It kind of feels like this is just Intel's marketing machine. The chip is less impressive than the article makes it sound, Nvidia shipped the A100 in 2020. This Intel chip doesn't even exist in a production system... and the A100 is already pretty damn close, hitting (w/ FP16) 624 TF with sparsity according to Nvidia's documentation which is at least as accurate as an unreleased data center chip from Intel:
Given the _actual_ performance metrics that they gave about its Xe HP cousin (which Intel didn't publish any indication on it having FP64 at all), I'm inclined to believe that the 1PF number is indeed some very ML-specific stuff.
It is I was amazed how with the new ceo bombastic statement for some reason magically all intel problems went away and their statements about 7nm and 10nm were believed. They are going back to tick tock cadence?. Intel are such masters of marketing in 2016 they already knew 10nm fabs were not going to work so they announced stopping tick tock.
NVIDIA's hardware and software (CUDA) badly need competition in this space -- from Intel, from AMD, from anyone, please.
If anyone at Intel is reading this, please consider releasing all Ponte Vecchio drivers under a permissive open-source license; it would facilitate and encourage faster adoption.
The One-API and OpenCL implementations, Intel Graphics Compiler, and Linux driver are all open source. Ponte Vechio support just hasn't been publicly released yet.
CUDA’s biggest advantage over OpenCL other than not being a camel was its C++ support which is still the main language in use for CUDA in production, I doubt FORTRAN was the reason why CUDA got to where it is, C++ on the other hand had quite a lot to do with it during its initial days when OpenCL was still stuck in OpenGL C-Land.
NVIDIA understood also early on the importance of first party libraries and commercial partnerships something Intel also understands which is why OneAPI has wider adoption already than ROCm.
How does CUDA support any of these (.Net, Java, etc?). It's the first time I hear this claim. There are 3rd party wrappers in Java, .Net, etc. that call CUDA's C++ API, and that's all. Equivalet APIs exist for OpenCL too...
There are Java and C# compilers for CUDA such as JCUDA and http://www.altimesh.com/hybridizer-essentials/ but the CUDA runtime, libraries and the first party compiler only supports C/C++ and FORTRAN, for Python you need to use something like Numba.
Most non C++ frameworks and implementations tho would simply use wrappers and bindings.
I also am not aware of any high performance lib for CUDA that wasn’t written in C++.

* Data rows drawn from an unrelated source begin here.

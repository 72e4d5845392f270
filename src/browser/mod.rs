// SPDX-FileCopyrightText: 2026 Bruno Meilick
// SPDX-License-Identifier: LicenseRef-Pharos-FreeUse-NoCopy-NoDerivatives
//
// All rights reserved.
//
// This file is part of Pharos and is proprietary software.
// Unauthorized copying, modification, or distribution is prohibited.

//! Navigation state for the documentation browser.
//!
//! `DocBrowser` owns everything the views are derived from: the optional
//! schema, the search index, the current pointer and view mode, the history
//! stack, and the query string with its ranked results. All transitions are
//! synchronous; the host calls `set_schema`/`set_query` explicitly instead
//! of relying on any reactive subscription.

use crate::model::{FieldName, Schema, TypeName, TypeRef};
use crate::query::{build_index, ranked_matches, SearchHit, SearchRecord};


/// Which renderer runs.
#[derive(Debug, Clone, Copy, PartialEq, Eq, Default)]
pub enum ViewMode {
    #[default]
    Explorer,
    Search,
    Field,
}

/// The schema element currently displayed, when not at home.
///
/// Wrapper types are never pointed at; navigation unwraps to the innermost
/// named type first.
#[derive(Debug, Clone, PartialEq, Eq)]
pub enum SchemaPointer {
    Type(TypeName),
    Field { parent: TypeName, name: FieldName },
}

/// One visited state. The top of the history stack is the current state.
#[derive(Debug, Clone, PartialEq, Eq)]
pub struct HistoryEntry {
    pointer: Option<SchemaPointer>,
    mode: ViewMode,
}

impl HistoryEntry {
    pub fn pointer(&self) -> Option<&SchemaPointer> {
        self.pointer.as_ref()
    }

    pub fn mode(&self) -> ViewMode {
        self.mode
    }
}

#[derive(Debug, Clone, Default)]
pub struct DocBrowser {
    schema: Option<Schema>,
    index: Vec<SearchRecord>,
    pointer: Option<SchemaPointer>,
    mode: ViewMode,
    history: Vec<HistoryEntry>,
    query: String,
    results: Vec<SearchHit>,
}

impl DocBrowser {
    pub fn new() -> Self {
        Self::default()
    }

    pub fn with_schema(schema: Schema) -> Self {
        let mut browser = Self::new();
        browser.set_schema(Some(schema));
        browser
    }

    pub fn schema(&self) -> Option<&Schema> {
        self.schema.as_ref()
    }

    pub fn index(&self) -> &[SearchRecord] {
        &self.index
    }

    pub fn pointer(&self) -> Option<&SchemaPointer> {
        self.pointer.as_ref()
    }

    pub fn mode(&self) -> ViewMode {
        self.mode
    }

    pub fn history(&self) -> &[HistoryEntry] {
        &self.history
    }

    pub fn query(&self) -> &str {
        &self.query
    }

    pub fn results(&self) -> &[SearchHit] {
        &self.results
    }

    /// Home is the root view: nothing visited, nothing pointed at.
    pub fn is_home(&self) -> bool {
        self.history.is_empty()
    }

    /// Replaces the schema and rebuilds everything derived from it. The
    /// history stack, pointer, query and results all reset.
    pub fn set_schema(&mut self, schema: Option<Schema>) {
        self.index = match &schema {
            Some(schema) => build_index(schema),
            None => Vec::new(),
        };
        self.schema = schema;
        self.history.clear();
        self.pointer = None;
        self.mode = ViewMode::Explorer;
        self.query.clear();
        self.results.clear();
    }

    /// Stores the query and synchronously recomputes the ranked results.
    pub fn set_query(&mut self, query: impl Into<String>) {
        self.query = query.into();
        self.results = ranked_matches(&self.index, &self.query);
    }

    /// Records the new target in history and makes it current.
    pub fn navigate(&mut self, pointer: Option<SchemaPointer>, mode: ViewMode) {
        self.history.push(HistoryEntry {
            pointer: pointer.clone(),
            mode,
        });
        self.pointer = pointer;
        self.mode = mode;
    }

    pub fn open_type(&mut self, name: TypeName) {
        self.navigate(Some(SchemaPointer::Type(name)), ViewMode::Explorer);
    }

    pub fn open_field(&mut self, parent: TypeName, name: FieldName) {
        self.navigate(Some(SchemaPointer::Field { parent, name }), ViewMode::Field);
    }

    /// Opens the innermost named type of a field or argument position;
    /// list/non-null wrappers are never navigation targets.
    pub fn open_output(&mut self, ty: &TypeRef) {
        self.open_type(ty.unwrap().clone());
    }

    /// Opens the results view for the current query.
    pub fn open_search_results(&mut self) {
        self.navigate(None, ViewMode::Search);
    }

    /// Pops the current state; the previous entry becomes current, or home
    /// when none remains.
    pub fn go_back(&mut self) {
        self.history.pop();
        match self.history.last() {
            Some(entry) => {
                self.pointer = entry.pointer.clone();
                self.mode = entry.mode;
            }
            None => {
                self.pointer = None;
                self.mode = ViewMode::Explorer;
            }
        }
    }

    pub fn go_home(&mut self) {
        self.history.clear();
        self.pointer = None;
        self.mode = ViewMode::Explorer;
    }
}
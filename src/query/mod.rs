// SPDX-FileCopyrightText: 2026 Bruno Meilick
// SPDX-License-Identifier: LicenseRef-Pharos-FreeUse-NoCopy-NoDerivatives
//
// All rights reserved.
//
// This file is part of Pharos and is proprietary software.
// Unauthorized copying, modification, or distribution is prohibited.

//! Read-only queries over a schema.
//!
//! The index builder flattens the schema into searchable records; ranked
//! search filters them. Both are recomputed explicitly by the browser when
//! the schema or the query string changes.

pub mod index;
pub mod search;

pub use index::{build_index, RecordKind, SearchRecord};
pub use search::{ranked_matches, SearchHit};
// SPDX-FileCopyrightText: 2026 Bruno Meilick
// SPDX-License-Identifier: LicenseRef-Pharos-FreeUse-NoCopy-NoDerivatives
//
// All rights reserved.
//
// This file is part of Pharos and is proprietary software.
// Unauthorized copying, modification, or distribution is prohibited.

use super::index::SearchRecord;

/// A record matched by a query, with its relevance score.
#[derive(Debug, Clone, PartialEq, Eq)]
pub struct SearchHit {
    pub record: SearchRecord,
    pub score: i64,
}

/// Ranks index records against a query, best match first.
///
/// An empty or whitespace-only query is "no active search" and returns no
/// hits. Matching is a case-insensitive subsequence test; scoring blends a
/// rapidfuzz ratio with subsequence statistics so tight, early, boundary
/// matches win. Ties break by name then kind to keep the order stable.
pub fn ranked_matches(index: &[SearchRecord], query: &str) -> Vec<SearchHit> {
    let needle = query.trim();
    if needle.is_empty() {
        return Vec::new();
    }
    let needle = needle.to_lowercase();

    let mut scored = Vec::<(i64, usize)>::new();
    for (idx, record) in index.iter().enumerate() {
        let haystack = record.name().to_lowercase();
        if let Some(score) = fuzzy_score(&needle, &haystack) {
            scored.push((score, idx));
        }
    }

    scored.sort_by(|(score_a, idx_a), (score_b, idx_b)| {
        score_b
            .cmp(score_a)
            .then_with(|| index[*idx_a].name().cmp(index[*idx_b].name()))
            .then_with(|| index[*idx_a].kind().cmp(&index[*idx_b].kind()))
    });

    scored
        .into_iter()
        .map(|(score, idx)| SearchHit {
            record: index[idx].clone(),
            score,
        })
        .collect()
}

fn fuzzy_score(needle: &str, haystack: &str) -> Option<i64> {
    let subseq = subsequence_stats(needle, haystack)?;
    let ratio = rapidfuzz::fuzz::ratio(needle.chars(), haystack.chars());
    let ratio_score = (ratio * 1000.0).round() as i64;

    let mut score = ratio_score;
    score -= subseq.span as i64;
    score -= (subseq.first as i64) / 4;
    score += (subseq.consecutive as i64) * 40;
    if subseq.start_boundary {
        score += 150;
    }
    if haystack.contains(needle) {
        score += 2000;
    } else {
        score += 500;
    }

    Some(score)
}

#[derive(Debug, Clone, Copy, PartialEq, Eq)]
struct SubsequenceStats {
    first: usize,
    span: usize,
    consecutive: usize,
    start_boundary: bool,
}

fn subsequence_stats(needle: &str, haystack: &str) -> Option<SubsequenceStats> {
    let mut needle_iter = needle.chars().peekable();
    let mut first: Option<usize> = None;
    let mut last: usize = 0;
    let mut prev_match: Option<usize> = None;
    let mut consecutive: usize = 0;
    let mut start_boundary = false;
    let mut prev_hay: Option<char> = None;

    for (idx, ch) in haystack.chars().enumerate() {
        let Some(&want) = needle_iter.peek() else {
            break;
        };

        if ch == want {
            needle_iter.next();

            if first.is_none() {
                first = Some(idx);
                start_boundary = prev_hay.map_or(true, is_boundary_char);
            }

            if let Some(prev) = prev_match {
                if idx == prev + 1 {
                    consecutive += 1;
                }
            }
            prev_match = Some(idx);
            last = idx;
        }

        prev_hay = Some(ch);
    }

    if needle_iter.peek().is_some() {
        return None;
    }

    let first = first?;
    Some(SubsequenceStats {
        first,
        span: last.saturating_sub(first).saturating_add(1),
        consecutive,
        start_boundary,
    })
}

fn is_boundary_char(ch: char) -> bool {
    ch == '_'
}
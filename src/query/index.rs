// SPDX-FileCopyrightText: 2026 Bruno Meilick
// SPDX-License-Identifier: LicenseRef-Pharos-FreeUse-NoCopy-NoDerivatives
//
// All rights reserved.
//
// This file is part of Pharos and is proprietary software.
// Unauthorized copying, modification, or distribution is prohibited.

use std::collections::{BTreeSet, VecDeque};
use std::fmt;

use smol_str::SmolStr;

use crate::model::{is_introspection_name, OperationKind, Schema, TypeName};

/// What a search record names.
#[derive(Debug, Clone, Copy, PartialEq, Eq, Hash, PartialOrd, Ord)]
pub enum RecordKind {
    Type,
    Field,
    Query,
    Mutation,
    Subscription,
}

impl RecordKind {
    pub fn label(self) -> &'static str {
        match self {
            Self::Type => "type",
            Self::Field => "field",
            Self::Query => "query",
            Self::Mutation => "mutation",
            Self::Subscription => "subscription",
        }
    }
}

impl fmt::Display for RecordKind {
    fn fmt(&self, f: &mut fmt::Formatter<'_>) -> fmt::Result {
        f.write_str(self.label())
    }
}

impl From<OperationKind> for RecordKind {
    fn from(operation: OperationKind) -> Self {
        match operation {
            OperationKind::Query => Self::Query,
            OperationKind::Mutation => Self::Mutation,
            OperationKind::Subscription => Self::Subscription,
        }
    }
}

/// One searchable name. Uniqueness within an index is by `(name, kind)`.
#[derive(Debug, Clone, PartialEq, Eq, Hash, PartialOrd, Ord)]
pub struct SearchRecord {
    name: SmolStr,
    kind: RecordKind,
}

impl SearchRecord {
    pub fn new(name: impl Into<SmolStr>, kind: RecordKind) -> Self {
        Self {
            name: name.into(),
            kind,
        }
    }

    pub fn name(&self) -> &str {
        &self.name
    }

    pub fn kind(&self) -> RecordKind {
        self.kind
    }
}

/// Builds the flat, deduplicated search index for a schema.
///
/// Every non-introspection named type yields a `Type` record; each present
/// root type additionally yields a record under its operation kind. Fields
/// are collected by walking the root-type field graphs with an explicit
/// worklist so cyclic schemas terminate and deep ones cannot overflow the
/// stack. The visited set is keyed by type name and shared across roots;
/// record dedup is keyed by `(name, kind)`.
pub fn build_index(schema: &Schema) -> Vec<SearchRecord> {
    let mut records = Vec::new();
    let mut seen = BTreeSet::<(SmolStr, RecordKind)>::new();
    let mut push = |records: &mut Vec<SearchRecord>, name: &str, kind: RecordKind| {
        if seen.insert((SmolStr::new(name), kind)) {
            records.push(SearchRecord::new(name, kind));
        }
    };

    for name in schema.types().keys() {
        if is_introspection_name(name.as_str()) {
            continue;
        }
        push(&mut records, name.as_str(), RecordKind::Type);
    }

    let mut visited = BTreeSet::<TypeName>::new();
    let mut worklist = VecDeque::<TypeName>::new();

    for (operation, root) in schema.roots() {
        push(&mut records, root.name().as_str(), operation.into());
        if visited.insert(root.name().clone()) {
            worklist.push_back(root.name().clone());
        }
    }

    while let Some(type_name) = worklist.pop_front() {
        let Some(def) = schema.type_def(type_name.as_str()) else {
            continue;
        };
        let Some(fields) = def.fields() else {
            continue;
        };

        for (field_name, field) in fields {
            push(&mut records, field_name.as_str(), RecordKind::Field);

            let inner = field.ty().unwrap();
            let expands = schema
                .type_def(inner.as_str())
                .is_some_and(|inner_def| inner_def.fields().is_some());
            if expands && visited.insert(inner.clone()) {
                worklist.push_back(inner.clone());
            }
        }
    }

    records
}
//! Input validation for values that end up in request URLs.

use codelearn_api::types::Difficulty;

use crate::error::CodeLearnError;
use crate::filters::SearchKind;

pub const MAX_SEARCH_LENGTH: usize = 100;
pub const MAX_PAGE_SIZE: u32 = 100;

/// Strip ASCII control characters (0x00-0x1F and 0x7F), trim whitespace,
/// and enforce a byte-length limit.
pub fn sanitize_text(input: &str, max_len: usize) -> Result<String, CodeLearnError> {
    if input.len() > max_len {
        return Err(CodeLearnError::InvalidInput(format!(
            "input exceeds maximum length of {} bytes",
            max_len
        )));
    }
    let cleaned: String = input.chars().filter(|c| !c.is_ascii_control()).collect();
    Ok(cleaned.trim().to_string())
}

/// Validates a search keyword typed by the user. Empty keywords are rejected.
pub fn validate_search(input: &str) -> Result<String, CodeLearnError> {
    let sanitized = sanitize_text(input, MAX_SEARCH_LENGTH)?;
    if sanitized.is_empty() {
        return Err(CodeLearnError::InvalidInput(
            "search keyword cannot be empty".to_string(),
        ));
    }
    Ok(sanitized)
}

/// Lenient form of [`validate_search`] for keywords read from a URL:
/// overlong input is cut at a character boundary, empty input becomes `None`.
pub fn normalize_keyword(input: &str) -> Option<String> {
    let cleaned: String = input.chars().filter(|c| !c.is_ascii_control()).collect();
    let mut keyword = cleaned.trim().to_string();
    if keyword.len() > MAX_SEARCH_LENGTH {
        let mut end = MAX_SEARCH_LENGTH;
        while !keyword.is_char_boundary(end) {
            end -= 1;
        }
        keyword.truncate(end);
        keyword = keyword.trim_end().to_string();
    }
    if keyword.is_empty() {
        None
    } else {
        Some(keyword)
    }
}

/// Parses a difficulty name, case-insensitively.
pub fn validate_difficulty(input: &str) -> Result<Difficulty, CodeLearnError> {
    input
        .trim()
        .to_ascii_lowercase()
        .parse::<Difficulty>()
        .map_err(|_| {
            CodeLearnError::InvalidInput(format!(
                "unknown difficulty '{}', expected easy, medium or hard",
                input
            ))
        })
}

pub fn validate_search_kind(input: &str) -> Result<SearchKind, CodeLearnError> {
    input.trim().to_ascii_lowercase().parse::<SearchKind>().map_err(|_| {
        CodeLearnError::InvalidInput(format!(
            "unknown search type '{}', expected course, practice, contest or class",
            input
        ))
    })
}

pub fn validate_page_size(page_size: u32) -> Result<u32, CodeLearnError> {
    if page_size == 0 || page_size > MAX_PAGE_SIZE {
        return Err(CodeLearnError::InvalidInput(format!(
            "page size must be between 1 and {}",
            MAX_PAGE_SIZE
        )));
    }
    Ok(page_size)
}

#[cfg(test)]
mod tests {
    use super::*;

    #[test]
    fn sanitize_strips_control_chars() {
        assert_eq!(sanitize_text("  rust\u{0}\n ", 100).unwrap(), "rust");
    }

    #[test]
    fn sanitize_rejects_long_input() {
        let long = "a".repeat(101);
        assert!(sanitize_text(&long, 100).is_err());
    }

    #[test]
    fn empty_search_is_rejected() {
        assert!(validate_search("   ").is_err());
        assert_eq!(validate_search(" two sum ").unwrap(), "two sum");
    }

    #[test]
    fn normalize_keyword_truncates_and_empties() {
        assert_eq!(normalize_keyword(""), None);
        assert_eq!(normalize_keyword(" \t "), None);
        let long = "é".repeat(80);
        let out = normalize_keyword(&long).unwrap();
        assert!(out.len() <= MAX_SEARCH_LENGTH);
        assert!(out.chars().all(|c| c == 'é'));
    }

    #[test]
    fn page_size_bounds() {
        assert!(validate_page_size(0).is_err());
        assert!(validate_page_size(101).is_err());
        assert_eq!(validate_page_size(6).unwrap(), 6);
    }

    #[test]
    fn difficulty_and_search_kind_parse_case_insensitively() {
        assert_eq!(validate_difficulty(" HARD ").unwrap(), Difficulty::Hard);
        assert!(validate_difficulty("extreme").is_err());
        assert_eq!(validate_search_kind("Contest").unwrap(), SearchKind::Contest);
        assert!(validate_search_kind("lesson").is_err());
    }
}
//! Process-wide session state, injected into the [`Client`](crate::Client).

use std::sync::{Arc, RwLock};

/// Holds the bearer token for the current user, if any.
///
/// Cloning a `Session` shares the underlying token, so the client and the
/// code that logs in or out always agree on whether a user is signed in.
#[derive(Clone, Default, Debug)]
pub struct Session {
    token: Arc<RwLock<Option<String>>>,
}

impl Session {
    /// An anonymous session.
    pub fn new() -> Self {
        Self::default()
    }

    /// A session that starts out signed in with `token`.
    pub fn with_token(token: impl Into<String>) -> Self {
        let session = Self::new();
        session.set_token(token);
        session
    }

    pub fn token(&self) -> Option<String> {
        self.token
            .read()
            .unwrap_or_else(|e| e.into_inner())
            .clone()
    }

    pub fn set_token(&self, token: impl Into<String>) {
        let token = token.into();
        let mut slot = self.token.write().unwrap_or_else(|e| e.into_inner());
        *slot = if token.trim().is_empty() {
            None
        } else {
            Some(token)
        };
    }

    /// Forgets the token. Called on logout and whenever the server answers 401.
    pub fn clear(&self) {
        *self.token.write().unwrap_or_else(|e| e.into_inner()) = None;
    }

    pub fn is_authenticated(&self) -> bool {
        self.token
            .read()
            .unwrap_or_else(|e| e.into_inner())
            .is_some()
    }
}

#[cfg(test)]
mod tests {
    use super::*;

    #[test]
    fn clones_share_the_token() {
        let session = Session::new();
        let shared = session.clone();
        session.set_token("abc");
        assert_eq!(shared.token().as_deref(), Some("abc"));
        shared.clear();
        assert!(!session.is_authenticated());
    }

    #[test]
    fn blank_token_is_anonymous() {
        let session = Session::with_token("   ");
        assert!(!session.is_authenticated());
    }
}
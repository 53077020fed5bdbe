//! URL query strings and the list state derived from them.
//!
//! A list view never stores "the current page" on its own. It reads the
//! page and filter out of the URL with [`ListQueryState::from_query`] and
//! writes changes back with [`ListQueryState::write_query`].

use std::convert::Infallible;
use std::fmt::{self, Debug};
use std::str::FromStr;

use url::form_urlencoded;

/// Ordered `key=value` pairs of a URL query string.
#[derive(Clone, Debug, Default, PartialEq, Eq)]
pub struct QueryString {
    pairs: Vec<(String, String)>,
}

impl QueryString {
    pub fn new() -> Self {
        Self::default()
    }

    /// Parses `a=1&b=2`, with or without a leading `?`. Never fails.
    pub fn parse(raw: &str) -> Self {
        let raw = raw.strip_prefix('?').unwrap_or(raw);
        Self {
            pairs: form_urlencoded::parse(raw.as_bytes())
                .into_owned()
                .collect(),
        }
    }

    /// First value for `key`.
    pub fn get(&self, key: &str) -> Option<&str> {
        self.pairs
            .iter()
            .find(|(k, _)| k == key)
            .map(|(_, v)| v.as_str())
    }

    /// Replaces the first occurrence of `key` in place and drops any
    /// duplicates, or appends the pair if `key` is absent.
    pub fn set(&mut self, key: &str, value: impl Into<String>) {
        let value = value.into();
        match self.pairs.iter().position(|(k, _)| k == key) {
            Some(idx) => {
                self.pairs[idx].1 = value;
                let mut seen = 0;
                self.pairs.retain(|(k, _)| {
                    if k != key {
                        return true;
                    }
                    seen += 1;
                    seen == 1
                });
            }
            None => self.pairs.push((key.to_string(), value)),
        }
    }

    pub fn remove(&mut self, key: &str) {
        self.pairs.retain(|(k, _)| k != key);
    }

    pub fn pairs(&self) -> impl Iterator<Item = (&str, &str)> {
        self.pairs.iter().map(|(k, v)| (k.as_str(), v.as_str()))
    }

    pub fn is_empty(&self) -> bool {
        self.pairs.is_empty()
    }
}

impl fmt::Display for QueryString {
    fn fmt(&self, f: &mut fmt::Formatter<'_>) -> fmt::Result {
        let encoded = form_urlencoded::Serializer::new(String::new())
            .extend_pairs(self.pairs.iter())
            .finish();
        f.write_str(&encoded)
    }
}

impl FromStr for QueryString {
    type Err = Infallible;

    fn from_str(s: &str) -> Result<Self, Self::Err> {
        Ok(Self::parse(s))
    }
}

impl<K, V> FromIterator<(K, V)> for QueryString
where
    K: Into<String>,
    V: Into<String>,
{
    fn from_iter<I: IntoIterator<Item = (K, V)>>(iter: I) -> Self {
        Self {
            pairs: iter
                .into_iter()
                .map(|(k, v)| (k.into(), v.into()))
                .collect(),
        }
    }
}

/// The filter half of a list's query state.
///
/// `from_query` must not fail: unknown or malformed values read as the
/// default ("no filter"). `write_query` writes only the keys in `KEYS`.
pub trait ListFilter: Clone + Default + PartialEq + Eq + Debug + Send + Sync + 'static {
    /// Query keys owned by this filter. They are cleared before the filter writes itself.
    const KEYS: &'static [&'static str];

    fn from_query(query: &QueryString) -> Self;

    fn write_query(&self, query: &mut QueryString);

    /// Whether this state should trigger a fetch at all. A search with no
    /// keyword, for instance, stays idle.
    fn is_fetchable(&self) -> bool {
        true
    }
}

/// Name of the page parameter in every list URL.
pub const PAGE_KEY: &str = "page";

/// Page and filter of a list view, derived from the URL.
#[derive(Clone, Debug, PartialEq, Eq)]
pub struct ListQueryState<F> {
    /// 1-based.
    pub page: u32,
    pub filter: F,
}

impl<F: ListFilter> Default for ListQueryState<F> {
    fn default() -> Self {
        Self {
            page: 1,
            filter: F::default(),
        }
    }
}

impl<F: ListFilter> ListQueryState<F> {
    /// Page 0 is treated as page 1.
    pub fn new(page: u32, filter: F) -> Self {
        Self {
            page: page.max(1),
            filter,
        }
    }

    /// Reads the state from a query string. Missing or malformed values
    /// fall back to page 1 and no filter.
    pub fn from_query(query: &QueryString) -> Self {
        Self {
            page: parse_page(query.get(PAGE_KEY)),
            filter: F::from_query(query),
        }
    }

    /// The query string that [`from_query`](Self::from_query) reads back as `self`.
    pub fn to_query(&self) -> QueryString {
        let mut query = QueryString::new();
        self.write_query(&mut query);
        query
    }

    /// Writes page and filter into an existing query string, leaving
    /// unrelated parameters in place.
    pub fn write_query(&self, query: &mut QueryString) {
        query.set(PAGE_KEY, self.page.to_string());
        for key in F::KEYS {
            query.remove(key);
        }
        self.filter.write_query(query);
    }
}

/// `page` as a positive integer; anything else is page 1.
pub fn parse_page(raw: Option<&str>) -> u32 {
    raw.and_then(|v| v.trim().parse::<u32>().ok())
        .filter(|page| *page >= 1)
        .unwrap_or(1)
}

#[cfg(test)]
mod tests {
    use super::*;
    use crate::filters::{DifficultyFilter, NoFilter};
    use codelearn_api::types::Difficulty;

    #[test]
    fn parse_and_display_round_trip() {
        let query = QueryString::parse("?q=two+sum&type=practice&page=2");
        assert_eq!(query.get("q"), Some("two sum"));
        assert_eq!(query.to_string(), "q=two+sum&type=practice&page=2");
    }

    #[test]
    fn set_replaces_in_place_and_dedups() {
        let mut query = QueryString::parse("page=2&page=5&difficulty=easy");
        query.set("page", "1");
        assert_eq!(query.to_string(), "page=1&difficulty=easy");
        query.set("sort", "new");
        assert_eq!(query.to_string(), "page=1&difficulty=easy&sort=new");
    }

    #[test]
    fn malformed_page_defaults_to_one() {
        for raw in ["page=abc", "page=0", "page=-3", "page=", "page=2.5", ""] {
            let state = ListQueryState::<NoFilter>::from_query(&QueryString::parse(raw));
            assert_eq!(state.page, 1, "input {raw:?}");
        }
    }

    #[test]
    fn empty_query_is_page_one_without_filter() {
        let state = ListQueryState::<DifficultyFilter>::from_query(&QueryString::new());
        assert_eq!(state, ListQueryState::default());
        assert_eq!(state.filter, DifficultyFilter(None));
    }

    #[test]
    fn round_trip_for_valid_states() {
        let mut filters = vec![DifficultyFilter(None)];
        filters.extend(Difficulty::ALL.map(|d| DifficultyFilter(Some(d))));
        for page in [1, 2, 3, 17, u32::MAX] {
            for filter in &filters {
                let state = ListQueryState::new(page, filter.clone());
                let parsed = ListQueryState::from_query(&QueryString::parse(
                    &state.to_query().to_string(),
                ));
                assert_eq!(parsed, state);
            }
        }
    }

    #[test]
    fn write_query_keeps_unrelated_params() {
        let mut query = QueryString::parse("difficulty=easy&page=3&tab=all");
        ListQueryState::new(1, DifficultyFilter(Some(Difficulty::Hard))).write_query(&mut query);
        assert_eq!(query.to_string(), "page=1&tab=all&difficulty=hard");
    }
}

Hybridizer simply creates CUDA C++ code from C# which is then compiled to PTX it also does it for AVX which you can the compile with Intel’s compiler or gcc, it’s not particularly good and you often need to debug the generated CUDA source code yourself, it’s also doesn’t always play well with the CUDA programming model especially its more advanced features.
And again it’s a commercial product developed by a 3rd party, whilst someone uses it I wouldn’t even put it as a rounding error when accounting for why CUDA has the market share it has.
It is like everyone arguing about C++ for AAA studios, as if everyone was doing Crysis and Fortnight clones, while forgetting the legions of people making money selling A games.
Or forgetting the days when games written in C were actually full of inline Assembly.
It is still CUDA, regardless if it goes through PTX or CUDA C++ as implementation detail for the high level code.
The market for these secondary implementations is tiny, and that is coming from someone who worked at a company that had CUDA executed from a spreadsheet.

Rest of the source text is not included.